*** Data under study Section Begins ***

use std::{net::SocketAddr, time::Duration};

use axum::{routing::get, Router};
use tower_http::{cors::CorsLayer, timeout::TimeoutLayer, trace::TraceLayer};

use crate::config::AppConfig;
use crate::state::AppState;
use crate::{appointments, auth, categories};

pub fn build_app(state: AppState) -> Router {
    let timeout = Duration::from_secs(state.config.request_timeout_secs);
    let enable_global_listing = state.config.enable_global_listing;
    if enable_global_listing {
        tracing::warn!("global appointment listing is enabled");
    }

    Router::new()
        .nest(
            "/api/v1",
            Router::new()
                .merge(auth::router())
                .merge(categories::router())
                .merge(appointments::router(enable_global_listing))
                .route("/health", get(|| async { "ok" })),
        )
        .with_state(state)
        .layer(TimeoutLayer::new(timeout))
        .layer(CorsLayer::permissive())
        .layer(
            TraceLayer::new_for_http()
                .make_span_with(|req: &axum::http::Request<_>| {
                    let method = req.method().clone();
                    let uri = req.uri().clone();
                    tracing::info_span!("http_request", %method, uri = %uri, status = tracing::field::Empty)
                })
                .on_response(
                    |res: &axum::http::Response<_>,
                     _latency: std::time::Duration,
                     span: &tracing::Span| {
                        let status = res.status();
                        span.record("status", tracing::field::display(status));
                        if status.is_server_error() {
                            tracing::error!(%status, "response");
                        } else {
                            tracing::info!(%status, "response");
                        }
                    },
                ),
        )
}

pub async fn serve(app: Router, config: &AppConfig) -> anyhow::Result<()> {
    let addr: SocketAddr = format!("{}:{}", config.host, config.port).parse()?;

    tracing::info!("listening on {}", addr);
    let listener = tokio::net::TcpListener::bind(addr).await?;
    axum::serve(listener, app)
        .with_graceful_shutdown(shutdown_signal())
        .await?;
    Ok(())
}

async fn shutdown_signal() {
    if let Err(e) = tokio::signal::ctrl_c().await {
        tracing::error!(error = %e, "failed to listen for shutdown signal");
        std::future::pending::<()>().await;
    }
    tracing::info!("shutting down");
}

*** Data under study Section Ends ***

**Instructions to follow**: Could every record be printed again exactly as it reads?

**Completed exercise**:
use std::{net::SocketAddr, time::Duration};

use axum::{routing::get, Router};
use tower_http::{cors::CorsLayer, timeout::TimeoutLayer, trace::TraceLayer};

use crate::config::AppConfig;
use crate::state::AppState;
use crate::{appointments, auth, categories};

pub fn build_app(state: AppState) -> Router {
    let timeout = Duration::from_secs(state.config.request_timeout_secs);
    let enable_global_listing = state.config.enable_global_listing;
    if enable_global_listing {
        tracing::warn!("global appointment listing is enabled");
    }

    Router::new()
        .nest(
            "/api/v1",
            Router::new()
                .merge(auth::router())
                .merge(categories::router())
                .merge(appointments::router(enable_global_listing))
                .route("/health", get(|| async { "ok" })),
        )
        .with_state(state)
        .layer(TimeoutLayer::new(timeout))
        .layer(CorsLayer::permissive())
        .layer(
            TraceLayer::new_for_http()
                .make_span_with(|req: &axum::http::Request<_>| {
                    let method = req.method().clone();
                    let uri = req.uri().clone();
                    tracing::info_span!("http_request", %method, uri = %uri, status = tracing::field::Empty)
                })
                .on_response(
                    |res: &axum::http::Response<_>,
                     _latency: std::time::Duration,
                     span: &tracing::Span| {
                        let status = res.status();
                        span.record("status", tracing::field::display(status));
                        if status.is_server_error() {
                            tracing::error!(%status, "response");
                        } else {
                            tracing::info!(%status, "response");
                        }
                    },
                ),
        )
}

pub async fn serve(app: Router, config: &AppConfig) -> anyhow::Result<()> {
    let addr: SocketAddr = format!("{}:{}", config.host, config.port).parse()?;

    tracing::info!("listening on {}", addr);
    let listener = tokio::net::TcpListener::bind(addr).await?;
    axum::serve(listener, app)
        .with_graceful_shutdown(shutdown_signal())
        .await?;
    Ok(())
}

async fn shutdown_signal() {
    if let Err(e) = tokio::signal::ctrl_c().await {
        tracing::error!(error = %e, "failed to listen for shutdown signal");
        std::future::pending::<()>().await;
    }
    tracing::info!("shutting down");
}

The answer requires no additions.